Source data
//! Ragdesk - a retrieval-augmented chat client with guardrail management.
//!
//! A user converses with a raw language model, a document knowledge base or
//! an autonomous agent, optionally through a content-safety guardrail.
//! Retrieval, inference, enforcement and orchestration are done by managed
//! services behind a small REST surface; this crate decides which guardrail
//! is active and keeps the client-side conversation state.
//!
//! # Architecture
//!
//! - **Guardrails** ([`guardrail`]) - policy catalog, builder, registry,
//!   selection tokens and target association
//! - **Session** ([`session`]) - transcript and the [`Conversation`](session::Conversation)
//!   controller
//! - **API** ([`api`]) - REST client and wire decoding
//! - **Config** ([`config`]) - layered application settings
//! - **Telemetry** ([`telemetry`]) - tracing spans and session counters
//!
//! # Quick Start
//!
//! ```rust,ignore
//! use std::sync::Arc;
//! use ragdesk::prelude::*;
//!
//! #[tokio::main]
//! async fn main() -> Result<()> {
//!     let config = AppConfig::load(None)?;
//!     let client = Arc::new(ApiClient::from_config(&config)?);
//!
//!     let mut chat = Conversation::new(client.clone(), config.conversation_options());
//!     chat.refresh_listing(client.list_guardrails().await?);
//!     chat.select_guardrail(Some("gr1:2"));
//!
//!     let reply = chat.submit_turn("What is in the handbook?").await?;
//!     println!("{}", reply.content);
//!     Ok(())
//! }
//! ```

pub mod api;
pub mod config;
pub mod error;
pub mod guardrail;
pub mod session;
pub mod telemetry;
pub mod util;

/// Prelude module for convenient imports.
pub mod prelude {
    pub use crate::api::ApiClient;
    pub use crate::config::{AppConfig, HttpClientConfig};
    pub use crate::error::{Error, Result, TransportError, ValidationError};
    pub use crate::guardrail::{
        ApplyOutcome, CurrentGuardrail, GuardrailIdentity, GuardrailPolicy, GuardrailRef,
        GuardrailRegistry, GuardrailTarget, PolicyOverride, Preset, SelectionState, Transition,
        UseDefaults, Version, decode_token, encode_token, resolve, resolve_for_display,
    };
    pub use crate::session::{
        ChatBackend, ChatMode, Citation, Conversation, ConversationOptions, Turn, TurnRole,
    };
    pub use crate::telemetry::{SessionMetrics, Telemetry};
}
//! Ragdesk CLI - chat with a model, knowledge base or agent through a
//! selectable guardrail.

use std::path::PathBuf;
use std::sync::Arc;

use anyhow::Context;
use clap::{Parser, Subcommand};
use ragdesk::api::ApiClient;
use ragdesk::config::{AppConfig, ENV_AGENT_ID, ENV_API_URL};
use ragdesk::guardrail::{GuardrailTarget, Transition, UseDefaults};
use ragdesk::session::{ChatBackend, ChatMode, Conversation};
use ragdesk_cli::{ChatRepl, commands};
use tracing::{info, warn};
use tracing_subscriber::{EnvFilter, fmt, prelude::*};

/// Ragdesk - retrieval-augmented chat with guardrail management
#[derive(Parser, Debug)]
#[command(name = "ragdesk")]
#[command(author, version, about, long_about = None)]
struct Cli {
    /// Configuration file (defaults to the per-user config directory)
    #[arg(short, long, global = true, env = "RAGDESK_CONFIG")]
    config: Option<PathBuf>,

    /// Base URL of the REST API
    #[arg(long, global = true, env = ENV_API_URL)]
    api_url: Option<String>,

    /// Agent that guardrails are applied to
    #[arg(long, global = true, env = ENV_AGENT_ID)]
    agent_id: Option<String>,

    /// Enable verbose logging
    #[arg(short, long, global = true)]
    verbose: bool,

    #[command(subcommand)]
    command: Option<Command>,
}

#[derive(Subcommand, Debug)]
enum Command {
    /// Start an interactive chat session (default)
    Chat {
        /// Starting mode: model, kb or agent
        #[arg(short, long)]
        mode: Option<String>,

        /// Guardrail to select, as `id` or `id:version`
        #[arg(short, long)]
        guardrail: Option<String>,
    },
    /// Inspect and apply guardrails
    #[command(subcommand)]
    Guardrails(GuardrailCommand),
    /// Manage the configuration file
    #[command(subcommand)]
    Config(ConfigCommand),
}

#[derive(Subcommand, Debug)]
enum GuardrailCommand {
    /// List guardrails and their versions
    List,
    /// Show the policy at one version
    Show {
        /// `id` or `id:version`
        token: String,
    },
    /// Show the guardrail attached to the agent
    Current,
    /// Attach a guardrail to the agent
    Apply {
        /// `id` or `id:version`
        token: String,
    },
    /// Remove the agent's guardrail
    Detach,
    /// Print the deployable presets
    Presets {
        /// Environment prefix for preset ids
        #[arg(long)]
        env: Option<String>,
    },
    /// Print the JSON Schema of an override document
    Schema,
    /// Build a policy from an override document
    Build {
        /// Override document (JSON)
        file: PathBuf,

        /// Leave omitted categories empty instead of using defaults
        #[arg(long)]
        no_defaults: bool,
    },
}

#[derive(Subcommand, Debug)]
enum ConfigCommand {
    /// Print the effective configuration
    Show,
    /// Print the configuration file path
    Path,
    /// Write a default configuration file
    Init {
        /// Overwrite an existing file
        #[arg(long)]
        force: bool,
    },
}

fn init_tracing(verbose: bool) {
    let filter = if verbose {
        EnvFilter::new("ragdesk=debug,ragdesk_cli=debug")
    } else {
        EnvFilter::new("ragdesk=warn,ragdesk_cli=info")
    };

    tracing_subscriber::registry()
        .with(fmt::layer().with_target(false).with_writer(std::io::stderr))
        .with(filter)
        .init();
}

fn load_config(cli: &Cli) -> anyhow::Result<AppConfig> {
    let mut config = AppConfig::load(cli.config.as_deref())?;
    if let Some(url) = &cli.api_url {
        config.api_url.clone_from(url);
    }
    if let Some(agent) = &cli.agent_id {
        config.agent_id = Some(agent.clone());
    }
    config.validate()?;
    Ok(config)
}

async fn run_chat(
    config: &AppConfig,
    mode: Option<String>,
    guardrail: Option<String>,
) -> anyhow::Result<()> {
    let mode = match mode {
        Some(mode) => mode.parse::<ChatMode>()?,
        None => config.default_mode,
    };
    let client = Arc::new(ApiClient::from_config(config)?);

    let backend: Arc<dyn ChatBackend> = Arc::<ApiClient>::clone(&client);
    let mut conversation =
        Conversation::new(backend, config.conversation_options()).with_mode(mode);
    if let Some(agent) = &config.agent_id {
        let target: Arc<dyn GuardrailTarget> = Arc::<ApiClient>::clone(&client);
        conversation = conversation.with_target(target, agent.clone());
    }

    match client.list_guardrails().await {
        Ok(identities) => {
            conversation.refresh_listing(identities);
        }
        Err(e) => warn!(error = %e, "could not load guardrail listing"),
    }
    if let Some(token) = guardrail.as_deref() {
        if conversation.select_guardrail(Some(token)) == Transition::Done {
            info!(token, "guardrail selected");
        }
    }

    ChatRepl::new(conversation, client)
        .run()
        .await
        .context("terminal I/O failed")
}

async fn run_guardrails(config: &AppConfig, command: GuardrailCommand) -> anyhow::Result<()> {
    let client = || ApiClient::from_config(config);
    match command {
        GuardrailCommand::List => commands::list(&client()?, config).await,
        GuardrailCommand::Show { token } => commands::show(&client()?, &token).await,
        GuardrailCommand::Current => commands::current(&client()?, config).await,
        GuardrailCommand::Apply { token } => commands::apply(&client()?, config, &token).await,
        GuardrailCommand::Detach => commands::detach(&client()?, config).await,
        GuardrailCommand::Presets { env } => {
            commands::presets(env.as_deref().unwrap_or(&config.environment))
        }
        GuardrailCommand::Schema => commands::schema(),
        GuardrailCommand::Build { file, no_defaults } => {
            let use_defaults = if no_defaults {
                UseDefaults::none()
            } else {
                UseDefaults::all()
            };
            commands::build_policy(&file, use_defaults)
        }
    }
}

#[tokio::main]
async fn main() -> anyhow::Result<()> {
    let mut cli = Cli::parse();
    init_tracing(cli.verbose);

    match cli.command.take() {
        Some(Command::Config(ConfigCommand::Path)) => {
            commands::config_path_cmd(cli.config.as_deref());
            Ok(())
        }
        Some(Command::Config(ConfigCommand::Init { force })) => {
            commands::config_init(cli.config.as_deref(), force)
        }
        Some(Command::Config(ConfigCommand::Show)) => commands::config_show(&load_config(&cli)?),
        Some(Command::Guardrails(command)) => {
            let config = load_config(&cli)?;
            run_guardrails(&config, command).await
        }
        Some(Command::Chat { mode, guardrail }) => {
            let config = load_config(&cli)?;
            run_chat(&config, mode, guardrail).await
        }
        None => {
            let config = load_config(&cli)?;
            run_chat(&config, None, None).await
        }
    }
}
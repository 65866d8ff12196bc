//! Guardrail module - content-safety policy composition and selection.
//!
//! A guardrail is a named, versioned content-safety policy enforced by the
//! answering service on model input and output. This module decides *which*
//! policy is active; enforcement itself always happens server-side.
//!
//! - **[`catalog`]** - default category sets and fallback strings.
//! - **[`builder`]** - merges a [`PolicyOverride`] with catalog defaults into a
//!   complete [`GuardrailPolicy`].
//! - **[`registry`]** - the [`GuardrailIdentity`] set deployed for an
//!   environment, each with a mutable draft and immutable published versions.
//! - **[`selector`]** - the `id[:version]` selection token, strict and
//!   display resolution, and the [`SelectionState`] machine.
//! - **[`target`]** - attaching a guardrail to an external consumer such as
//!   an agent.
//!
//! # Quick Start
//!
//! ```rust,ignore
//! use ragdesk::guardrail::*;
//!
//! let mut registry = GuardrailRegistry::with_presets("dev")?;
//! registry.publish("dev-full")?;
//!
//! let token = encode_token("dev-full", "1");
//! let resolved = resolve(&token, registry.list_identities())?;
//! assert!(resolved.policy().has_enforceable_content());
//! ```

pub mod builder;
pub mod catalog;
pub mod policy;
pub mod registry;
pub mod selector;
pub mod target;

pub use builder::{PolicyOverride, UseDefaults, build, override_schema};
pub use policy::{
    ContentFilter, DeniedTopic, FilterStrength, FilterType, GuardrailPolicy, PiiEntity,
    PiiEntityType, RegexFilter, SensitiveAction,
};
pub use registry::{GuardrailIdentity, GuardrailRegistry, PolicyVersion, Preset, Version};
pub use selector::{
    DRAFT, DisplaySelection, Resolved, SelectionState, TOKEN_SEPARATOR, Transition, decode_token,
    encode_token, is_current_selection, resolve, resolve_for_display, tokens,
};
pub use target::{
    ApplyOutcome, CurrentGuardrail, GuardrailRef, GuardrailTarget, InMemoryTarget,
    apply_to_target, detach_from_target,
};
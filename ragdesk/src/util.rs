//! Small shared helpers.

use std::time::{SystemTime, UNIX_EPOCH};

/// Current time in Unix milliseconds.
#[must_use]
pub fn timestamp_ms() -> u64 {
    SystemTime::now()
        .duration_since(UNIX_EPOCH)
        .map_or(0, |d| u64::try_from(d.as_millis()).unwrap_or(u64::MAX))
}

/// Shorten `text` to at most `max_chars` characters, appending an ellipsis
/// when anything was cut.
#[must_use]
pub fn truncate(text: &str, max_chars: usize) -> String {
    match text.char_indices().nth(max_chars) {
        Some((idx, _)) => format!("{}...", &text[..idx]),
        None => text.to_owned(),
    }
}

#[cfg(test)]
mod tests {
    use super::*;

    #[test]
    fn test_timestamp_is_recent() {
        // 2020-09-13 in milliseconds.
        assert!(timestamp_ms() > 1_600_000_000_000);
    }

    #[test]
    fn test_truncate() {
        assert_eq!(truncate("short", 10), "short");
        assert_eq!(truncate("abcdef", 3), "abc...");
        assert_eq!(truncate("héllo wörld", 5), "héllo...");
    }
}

## YOUR TASK
For each line above that includes the word "GuardrailTarget", make a copy of that line.

## REPLY
        GuardrailRegistry, GuardrailTarget, PolicyOverride, Preset, SelectionState, Transition,
use ragdesk::guardrail::{GuardrailTarget, Transition, UseDefaults};
        let target: Arc<dyn GuardrailTarget> = Arc::<ApiClient>::clone(&client);
    ApplyOutcome, CurrentGuardrail, GuardrailRef, GuardrailTarget, InMemoryTarget,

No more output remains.